Please, please, please, get vaccinated. Here’s my latest LIHerald.com column:
By Scott A. Brinton
As I made my way along Bay Parkway, headed to Jones Beach Field 3 on a recent Wednesday, I more than half-expected the worst. I anticipated a mile-long line and a five-hour wait, during which I would be spoken to brusquely by exhausted state government employees. At the end of it all, I would have a needle stuck in my arm.
So I was pleasantly surprised when I arrived at Field 3 at 7:50 a.m. for an 8:00 appointment, and there was no line. A National Guardsman, dressed in olive green fatigues with an olive green mask, met me at the gate, asked whether I had an appointment and waved me through to a check-in post, where I showed my ID.
That was it. I was in. No hours spent idling in line. I was about to receive the first dose of the Pfizer-BioNTech vaccine, which, the Centers for Disease Control and Prevention says, is 95 percent effective in preventing Covid-19.

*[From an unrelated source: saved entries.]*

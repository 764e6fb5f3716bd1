//! Linux platform implementation.
//!
//! ## Feature Flags
//!
//! - `x11` (default): Use XRandR for outputs and modes, DPMS for sleep state
//!
//! Without `x11` every query reports [`Error::NotSupported`](crate::Error).

#[cfg(feature = "x11")]
mod x11;

#[cfg(feature = "x11")]
pub use x11::*;

#[cfg(not(feature = "x11"))]
mod stub {
    use crate::error::{Error, Result};
    use crate::monitor::{DisplayId, ModeId};
    use crate::provider::{DisplayProvider, ModeDescriptor, PhysicalSize, RefreshPeriod};

    const NO_BACKEND: &str = "No Linux display backend enabled. Enable the 'x11' feature.";

    /// Placeholder when no Linux backend is compiled in.
    #[derive(Debug, Clone, Copy, Default)]
    pub struct SystemDisplays;

    impl DisplayProvider for SystemDisplays {
        type Mode = ModeDescriptor;

        fn online_displays(&self) -> Result<Vec<DisplayId>> {
            Err(Error::NotSupported(NO_BACKEND.into()))
        }

        fn is_asleep(&self, _display: DisplayId) -> bool {
            false
        }

        fn name(&self, _display: DisplayId) -> Option<String> {
            None
        }

        fn uuid(&self, _display: DisplayId) -> Option<String> {
            None
        }

        fn physical_size(&self, _display: DisplayId) -> PhysicalSize {
            PhysicalSize::default()
        }

        fn is_primary(&self, _display: DisplayId) -> bool {
            false
        }

        fn current_mode_id(&self, _display: DisplayId) -> Option<ModeId> {
            None
        }

        fn modes(&self, _display: DisplayId) -> Result<Vec<ModeDescriptor>> {
            Err(Error::NotSupported(NO_BACKEND.into()))
        }

        fn nominal_refresh_period(&self, _display: DisplayId) -> Option<RefreshPeriod> {
            None
        }

        fn set_mode(&self, _display: DisplayId, _mode: &ModeDescriptor) -> Result<()> {
            Err(Error::NotSupported(NO_BACKEND.into()))
        }
    }
}

#[cfg(not(feature = "x11"))]
pub use stub::*;
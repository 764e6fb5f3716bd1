//! The platform display capability that detection and mode switching run on.
//!
//! Every backend (CoreGraphics, GDI, XRandR) and the in-memory
//! [`StubProvider`](crate::stub::StubProvider) implements [`DisplayProvider`].
//! The provider only reports raw OS facts; filtering, refresh recovery and
//! current-mode matching live in [`crate::filter`] and [`crate::Monitors`].

use crate::error::Result;
use crate::monitor::{DisplayId, ModeId};

// IOKit display mode flags (IOGraphicsTypes.h)
/// Mode is valid for the attached display.
pub const MODE_VALID: u32 = 0x0000_0001;
/// Mode is safe to use without risk of damage to the display.
pub const MODE_SAFE: u32 = 0x0000_0002;
/// Mode is the display's default.
pub const MODE_DEFAULT: u32 = 0x0000_0004;
/// Mode is interlaced.
pub const MODE_INTERLACED: u32 = 0x0000_0040;
/// Mode is stretched (non-native aspect).
pub const MODE_STRETCHED: u32 = 0x0000_0400;

/// Raw mode flag set as reported by the OS.
#[derive(Debug, Clone, Copy, PartialEq, Eq, Hash, Default)]
pub struct ModeFlags(pub u32);

impl ModeFlags {
    /// Flags of an ordinary usable mode.
    pub const USABLE: ModeFlags = ModeFlags(MODE_VALID | MODE_SAFE);

    /// Check whether every bit of `mask` is set.
    #[inline]
    pub fn contains(self, mask: u32) -> bool {
        self.0 & mask == mask
    }

    /// Return a copy with the bits of `mask` set.
    #[inline]
    pub fn with(self, mask: u32) -> Self {
        ModeFlags(self.0 | mask)
    }

    /// Return a copy with the bits of `mask` cleared.
    #[inline]
    pub fn without(self, mask: u32) -> Self {
        ModeFlags(self.0 & !mask)
    }
}

/// IOKit pixel layout string of 16-bit direct color.
pub const IO_16BIT_DIRECT_PIXELS: &str = "-RRRRRGGGGGBBBBB";
/// IOKit pixel layout string of 32-bit direct color.
pub const IO_32BIT_DIRECT_PIXELS: &str = "--------RRRRRRRRGGGGGGGGBBBBBBBB";

/// Pixel layout of a mode.
#[derive(Debug, Clone, PartialEq, Eq, Hash)]
pub enum PixelEncoding {
    /// 16-bit direct RGB.
    Direct16,
    /// 32-bit direct RGB.
    Direct32,
    /// Anything else, kept verbatim.
    Other(String),
}

impl PixelEncoding {
    /// Classify an IOKit pixel layout string.
    pub fn from_io_layout(layout: &str) -> Self {
        match layout {
            IO_16BIT_DIRECT_PIXELS => PixelEncoding::Direct16,
            IO_32BIT_DIRECT_PIXELS => PixelEncoding::Direct32,
            other => PixelEncoding::Other(other.to_string()),
        }
    }

    /// Classify a bits-per-pixel depth.
    pub fn from_depth(bits: u32) -> Self {
        match bits {
            16 => PixelEncoding::Direct16,
            24 | 32 => PixelEncoding::Direct32,
            other => PixelEncoding::Other(format!("{other}bpp")),
        }
    }
}

/// Everything the OS reports about one raw mode.
#[derive(Debug, Clone, PartialEq)]
pub struct ModeDescriptor {
    /// Platform mode identifier.
    pub id: ModeId,
    /// Raw flag set.
    pub flags: ModeFlags,
    /// Pixel layout.
    pub encoding: PixelEncoding,
    /// Width in pixels.
    pub width: u32,
    /// Height in pixels.
    pub height: u32,
    /// Refresh rate in Hz as reported, `0.0` if the OS does not know.
    pub refresh_rate: f64,
}

/// Nominal output video refresh period (CoreVideo `CVTime` shape).
#[derive(Debug, Clone, Copy, PartialEq, Eq)]
pub struct RefreshPeriod {
    /// Period length in units of `time_scale`.
    pub time_value: i64,
    /// Units per second.
    pub time_scale: i32,
    /// The period is indefinite and must not be used.
    pub indefinite: bool,
}

impl RefreshPeriod {
    /// Refresh rate in Hz implied by this period.
    ///
    /// `None` when the period is indefinite or zero-length.
    pub fn rate(&self) -> Option<f64> {
        if self.indefinite || self.time_value == 0 {
            return None;
        }
        Some(self.time_scale as f64 / self.time_value as f64)
    }
}

/// Physical size of a display in millimeters.
#[derive(Debug, Clone, Copy, PartialEq, Default)]
pub struct PhysicalSize {
    /// Width in millimeters.
    pub width_mm: f64,
    /// Height in millimeters.
    pub height_mm: f64,
}

/// A raw mode handle returned by a provider's mode query.
///
/// Backends keep whatever OS handle `set_mode` needs alive inside it; the
/// handle is released when the value is dropped.
pub trait RawMode {
    /// Describe the mode for filtering.
    fn describe(&self) -> ModeDescriptor;
}

impl RawMode for ModeDescriptor {
    fn describe(&self) -> ModeDescriptor {
        self.clone()
    }
}

/// Access to the OS display services.
///
/// Calls are synchronous and blocking. Lookups that cannot fail in a way the
/// caller cares about return `Option`/`bool`; the caller applies defaults.
pub trait DisplayProvider {
    /// Raw mode handle type.
    type Mode: RawMode;

    /// List the online physical displays in OS order.
    fn online_displays(&self) -> Result<Vec<DisplayId>>;

    /// Whether the display is asleep.
    fn is_asleep(&self, display: DisplayId) -> bool;

    /// Human-readable product name.
    fn name(&self, display: DisplayId) -> Option<String>;

    /// Display UUID string.
    fn uuid(&self, display: DisplayId) -> Option<String>;

    /// Physical size in millimeters (zero when unknown).
    fn physical_size(&self, display: DisplayId) -> PhysicalSize;

    /// Whether the display is the main display.
    fn is_primary(&self, display: DisplayId) -> bool;

    /// Identifier of the active mode.
    fn current_mode_id(&self, display: DisplayId) -> Option<ModeId>;

    /// Query the full, unfiltered mode list.
    fn modes(&self, display: DisplayId) -> Result<Vec<Self::Mode>>;

    /// Nominal output video refresh period, if the platform has one.
    fn nominal_refresh_period(&self, display: DisplayId) -> Option<RefreshPeriod>;

    /// Ask the OS to switch `display` to `mode`.
    fn set_mode(&self, display: DisplayId, mode: &Self::Mode) -> Result<()>;
}

#[cfg(test)]
mod tests {
    use super::*;

    #[test]
    fn test_mode_flags() {
        let flags = ModeFlags::USABLE.with(MODE_INTERLACED);
        assert!(flags.contains(MODE_VALID | MODE_SAFE));
        assert!(flags.contains(MODE_INTERLACED));
        assert!(!flags.contains(MODE_STRETCHED));

        let flags = flags.without(MODE_INTERLACED);
        assert_eq!(flags, ModeFlags::USABLE);
    }

    #[test]
    fn test_pixel_encoding_from_io_layout() {
        assert_eq!(
            PixelEncoding::from_io_layout("-RRRRRGGGGGBBBBB"),
            PixelEncoding::Direct16
        );
        assert_eq!(
            PixelEncoding::from_io_layout("--------RRRRRRRRGGGGGGGGBBBBBBBB"),
            PixelEncoding::Direct32
        );
        assert_eq!(
            PixelEncoding::from_io_layout("--RRRRRRRRRRGGGGGGGGGGBBBBBBBBBB"),
            PixelEncoding::Other("--RRRRRRRRRRGGGGGGGGGGBBBBBBBBBB".into())
        );
    }

    #[test]
    fn test_pixel_encoding_from_depth() {
        assert_eq!(PixelEncoding::from_depth(16), PixelEncoding::Direct16);
        assert_eq!(PixelEncoding::from_depth(24), PixelEncoding::Direct32);
        assert_eq!(PixelEncoding::from_depth(32), PixelEncoding::Direct32);
        assert_eq!(PixelEncoding::from_depth(8), PixelEncoding::Other("8bpp".into()));
    }

    #[test]
    fn test_refresh_period_rate() {
        let period = RefreshPeriod {
            time_value: 1001,
            time_scale: 60000,
            indefinite: false,
        };
        assert_eq!(period.rate(), Some(60000.0 / 1001.0));

        let indefinite = RefreshPeriod {
            indefinite: true,
            ..period
        };
        assert_eq!(indefinite.rate(), None);

        let empty = RefreshPeriod {
            time_value: 0,
            ..period
        };
        assert_eq!(empty.rate(), None);
    }
}
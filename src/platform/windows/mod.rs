//! Windows platform implementation.

mod display;

pub use display::SystemDisplays;
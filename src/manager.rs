//! Detection and mode application on top of a [`DisplayProvider`].

use crate::error::{Error, Result};
use crate::filter;
use crate::monitor::{DisplayId, Mode, Monitor};
use crate::platform::SystemDisplays;
use crate::provider::{DisplayProvider, RawMode};

const UNKNOWN: &str = "Unknown";

/// Entry point for detecting monitors and switching their modes.
///
/// `Monitors::new()` talks to the OS; [`Monitors::with_provider`] accepts any
/// [`DisplayProvider`], such as [`StubProvider`](crate::stub::StubProvider).
///
/// # Example
///
/// ```no_run
/// use monitors::Monitors;
///
/// let monitors = Monitors::new();
/// for mut monitor in monitors.detect()? {
///     let Some(mode) = monitor.find_mode(1920, 1080, 60.0).cloned() else {
///         continue;
///     };
///     monitors.apply_mode(&mut monitor, &mode)?;
/// }
/// # Ok::<(), monitors::Error>(())
/// ```
#[derive(Debug)]
pub struct Monitors<P: DisplayProvider = SystemDisplays> {
    provider: P,
}

impl Default for Monitors<SystemDisplays> {
    fn default() -> Self {
        Self::new()
    }
}

impl Monitors<SystemDisplays> {
    /// Create an instance backed by the OS display services.
    pub fn new() -> Self {
        Self::with_provider(SystemDisplays::default())
    }
}

impl<P: DisplayProvider> Monitors<P> {
    /// Create an instance backed by `provider`.
    pub fn with_provider(provider: P) -> Self {
        Self { provider }
    }

    /// The underlying provider.
    pub fn provider(&self) -> &P {
        &self.provider
    }

    /// Enumerate every awake display with its usable modes.
    ///
    /// Sleeping displays are skipped. Name and UUID lookups that fail fall
    /// back to `"Unknown"`, and a display whose mode list cannot be read is
    /// returned with no modes. The only error is a failure to list displays
    /// at all.
    pub fn detect(&self) -> Result<Vec<Monitor>> {
        let displays = self.provider.online_displays()?;

        let mut monitors = Vec::with_capacity(displays.len());
        for display in displays {
            if self.provider.is_asleep(display) {
                log::debug!("Skipping display {} (asleep)", display.0);
                continue;
            }
            monitors.push(self.detect_monitor(display));
        }
        Ok(monitors)
    }

    fn detect_monitor(&self, display: DisplayId) -> Monitor {
        let size = self.provider.physical_size(display);
        let mut monitor = Monitor {
            id: display,
            name: self
                .provider
                .name(display)
                .unwrap_or_else(|| UNKNOWN.to_string()),
            uuid: self
                .provider
                .uuid(display)
                .unwrap_or_else(|| UNKNOWN.to_string()),
            width_mm: size.width_mm,
            height_mm: size.height_mm,
            primary: self.provider.is_primary(display),
            modes: Vec::new(),
            current: None,
        };
        self.detect_modes(&mut monitor);

        log::debug!(
            "Detected display {} \"{}\": {} usable modes, current {:?}",
            display.0,
            monitor.name,
            monitor.modes.len(),
            monitor.current_mode().map(ToString::to_string)
        );
        monitor
    }

    fn detect_modes(&self, monitor: &mut Monitor) {
        let display = monitor.id;
        let current = self.provider.current_mode_id(display);
        let nominal = self.provider.nominal_refresh_period(display);

        let raw_modes = match self.provider.modes(display) {
            Ok(modes) => modes,
            Err(e) => {
                log::warn!("Could not read modes of display {}: {}", display.0, e);
                return;
            }
        };

        for raw in &raw_modes {
            let raw = raw.describe();
            let Some(mode) = filter::to_mode(display, &raw, nominal) else {
                continue;
            };
            if monitor.current.is_none() && current == Some(mode.id) {
                monitor.current = Some(monitor.modes.len());
            }
            monitor.modes.push(mode);
        }
    }

    /// Switch `monitor` to `mode`.
    ///
    /// Returns immediately if `mode` is already current. Otherwise the mode
    /// list is queried again and the mode is located by identifier, so a
    /// display reconfigured since detection yields [`Error::ModeNotFound`]
    /// rather than a stale switch. A display whose mode list can no longer
    /// be read counts as reconfigured. On success `monitor`'s current mode is
    /// updated.
    pub fn apply_mode(&self, monitor: &mut Monitor, mode: &Mode) -> Result<()> {
        if mode.monitor != monitor.id {
            return Err(Error::ForeignMode);
        }
        if monitor.current_mode().is_some_and(|current| current.id == mode.id) {
            return Ok(());
        }

        let raw_modes = self.provider.modes(monitor.id).map_err(|e| {
            log::warn!("Could not re-read modes of display {}: {}", monitor.id.0, e);
            Error::ModeNotFound
        })?;
        let chosen = raw_modes
            .iter()
            .find(|raw| raw.describe().id == mode.id)
            .ok_or(Error::ModeNotFound)?;

        self.provider
            .set_mode(monitor.id, chosen)
            .map_err(|e| match e {
                rejected @ Error::Rejected(_) => rejected,
                other => Error::Rejected(other.to_string()),
            })?;

        log::info!("Display {} switched to {}", monitor.id.0, mode);
        monitor.mark_current(mode.id);
        Ok(())
    }
}
//! In-memory display provider.
//!
//! Useful for exercising detection and mode switching without hardware.
//!
//! ```
//! use monitors::stub::{StubDisplay, StubProvider};
//! use monitors::{ModeDescriptor, ModeFlags, ModeId, Monitors, PixelEncoding};
//!
//! let display = StubDisplay::new(1, "Studio Display")
//!     .with_mode(ModeDescriptor {
//!         id: ModeId(1),
//!         flags: ModeFlags::USABLE,
//!         encoding: PixelEncoding::Direct32,
//!         width: 2560,
//!         height: 1440,
//!         refresh_rate: 60.0,
//!     })
//!     .with_current(ModeId(1));
//!
//! let monitors = Monitors::with_provider(StubProvider::new(vec![display]));
//! let detected = monitors.detect().unwrap();
//! assert_eq!(detected[0].modes().len(), 1);
//! ```

use crate::error::{Error, Result};
use crate::monitor::{DisplayId, ModeId};
use crate::provider::{DisplayProvider, ModeDescriptor, PhysicalSize, RefreshPeriod};
use std::cell::RefCell;

/// A fabricated display.
#[derive(Debug, Clone)]
pub struct StubDisplay {
    /// Display identifier.
    pub id: DisplayId,
    /// Product name, `None` simulates a failed lookup.
    pub name: Option<String>,
    /// UUID, `None` simulates a failed lookup.
    pub uuid: Option<String>,
    /// Physical size.
    pub size: PhysicalSize,
    /// Main display flag.
    pub primary: bool,
    /// Sleep state.
    pub asleep: bool,
    /// Raw modes in OS order.
    pub modes: Vec<ModeDescriptor>,
    /// Active mode identifier.
    pub current: Option<ModeId>,
    /// Nominal output video refresh period.
    pub nominal_period: Option<RefreshPeriod>,
}

impl StubDisplay {
    /// Create an awake, non-primary display with no modes.
    pub fn new(id: u64, name: &str) -> Self {
        Self {
            id: DisplayId(id),
            name: Some(name.to_string()),
            uuid: None,
            size: PhysicalSize::default(),
            primary: false,
            asleep: false,
            modes: Vec::new(),
            current: None,
            nominal_period: None,
        }
    }

    /// Append a raw mode.
    pub fn with_mode(mut self, mode: ModeDescriptor) -> Self {
        self.modes.push(mode);
        self
    }

    /// Set the active mode.
    pub fn with_current(mut self, id: ModeId) -> Self {
        self.current = Some(id);
        self
    }

    /// Set the nominal refresh period.
    pub fn with_nominal_period(mut self, period: RefreshPeriod) -> Self {
        self.nominal_period = Some(period);
        self
    }

    /// Set the UUID.
    pub fn with_uuid(mut self, uuid: &str) -> Self {
        self.uuid = Some(uuid.to_string());
        self
    }

    /// Set the physical size.
    pub fn with_size(mut self, width_mm: f64, height_mm: f64) -> Self {
        self.size = PhysicalSize {
            width_mm,
            height_mm,
        };
        self
    }

    /// Mark as the main display.
    pub fn primary(mut self) -> Self {
        self.primary = true;
        self
    }

    /// Mark as asleep.
    pub fn asleep(mut self) -> Self {
        self.asleep = true;
        self
    }
}

/// Provider backed by a list of [`StubDisplay`]s.
///
/// Successful `set_mode` calls update the display's active mode, so a second
/// detection pass observes the switch.
#[derive(Debug, Default)]
pub struct StubProvider {
    displays: RefCell<Vec<StubDisplay>>,
    set_calls: RefCell<Vec<(DisplayId, ModeId)>>,
    unreadable_modes: RefCell<Vec<DisplayId>>,
    reject_switches: bool,
    enumeration_fails: bool,
}

impl StubProvider {
    /// Create a provider reporting `displays`.
    pub fn new(displays: Vec<StubDisplay>) -> Self {
        Self {
            displays: RefCell::new(displays),
            ..Default::default()
        }
    }

    /// Make every `set_mode` call fail as if the OS refused it.
    pub fn rejecting_switches(mut self) -> Self {
        self.reject_switches = true;
        self
    }

    /// Make the display list query fail.
    pub fn failing_enumeration(mut self) -> Self {
        self.enumeration_fails = true;
        self
    }

    /// Make the mode list query of `display` fail.
    pub fn failing_modes(self, display: DisplayId) -> Self {
        self.fail_modes(display);
        self
    }

    /// Make the mode list query of `display` fail from now on, simulating a
    /// display that went away after detection.
    pub fn fail_modes(&self, display: DisplayId) {
        self.unreadable_modes.borrow_mut().push(display);
    }

    /// Every `set_mode` call made so far, in order.
    pub fn set_calls(&self) -> Vec<(DisplayId, ModeId)> {
        self.set_calls.borrow().clone()
    }

    /// Replace a display's raw mode list, simulating external
    /// reconfiguration.
    pub fn replace_modes(&self, display: DisplayId, modes: Vec<ModeDescriptor>) {
        if let Some(entry) = self
            .displays
            .borrow_mut()
            .iter_mut()
            .find(|entry| entry.id == display)
        {
            entry.modes = modes;
        }
    }

    fn with_display<T>(
        &self,
        display: DisplayId,
        f: impl FnOnce(&StubDisplay) -> T,
    ) -> Option<T> {
        self.displays
            .borrow()
            .iter()
            .find(|entry| entry.id == display)
            .map(f)
    }
}

impl DisplayProvider for StubProvider {
    type Mode = ModeDescriptor;

    fn online_displays(&self) -> Result<Vec<DisplayId>> {
        if self.enumeration_fails {
            return Err(Error::EnumerationUnavailable(
                "stub display list unavailable".into(),
            ));
        }
        Ok(self.displays.borrow().iter().map(|entry| entry.id).collect())
    }

    fn is_asleep(&self, display: DisplayId) -> bool {
        self.with_display(display, |entry| entry.asleep).unwrap_or(false)
    }

    fn name(&self, display: DisplayId) -> Option<String> {
        self.with_display(display, |entry| entry.name.clone()).flatten()
    }

    fn uuid(&self, display: DisplayId) -> Option<String> {
        self.with_display(display, |entry| entry.uuid.clone()).flatten()
    }

    fn physical_size(&self, display: DisplayId) -> PhysicalSize {
        self.with_display(display, |entry| entry.size).unwrap_or_default()
    }

    fn is_primary(&self, display: DisplayId) -> bool {
        self.with_display(display, |entry| entry.primary).unwrap_or(false)
    }

    fn current_mode_id(&self, display: DisplayId) -> Option<ModeId> {
        self.with_display(display, |entry| entry.current).flatten()
    }

    fn modes(&self, display: DisplayId) -> Result<Vec<ModeDescriptor>> {
        if self.unreadable_modes.borrow().contains(&display) {
            return Err(Error::Platform(format!(
                "stub mode list of display {} unavailable",
                display.0
            )));
        }
        self.with_display(display, |entry| entry.modes.clone())
            .ok_or_else(|| Error::Platform(format!("unknown display {}", display.0)))
    }

    fn nominal_refresh_period(&self, display: DisplayId) -> Option<RefreshPeriod> {
        self.with_display(display, |entry| entry.nominal_period).flatten()
    }

    fn set_mode(&self, display: DisplayId, mode: &ModeDescriptor) -> Result<()> {
        self.set_calls.borrow_mut().push((display, mode.id));
        if self.reject_switches {
            return Err(Error::Rejected("stub refused the switch".into()));
        }
        if let Some(entry) = self
            .displays
            .borrow_mut()
            .iter_mut()
            .find(|entry| entry.id == display)
        {
            entry.current = Some(mode.id);
        }
        Ok(())
    }
}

As it turned out, the vaccination experience was nothing like what I’d half-expected. I marveled at the assembly-line efficiency with which doses were administered by friendly government employees. Lines of orange cones led me to a large white tent that fit four cars at a time. There were a half-dozen or so such tents. The entire operation looked like a cross between a giant car wash and a fast-food eatery, with lots of military personnel directing traffic. I pulled up to my slot. I was asked a series of simple questions. I showed my ID again. I was told to pull down my sleeve, and I was injected. Then I was told to pull over to a waiting area and sit for 15 minutes to check for a reaction. Feeling nothing out of the ordinary, I drove home.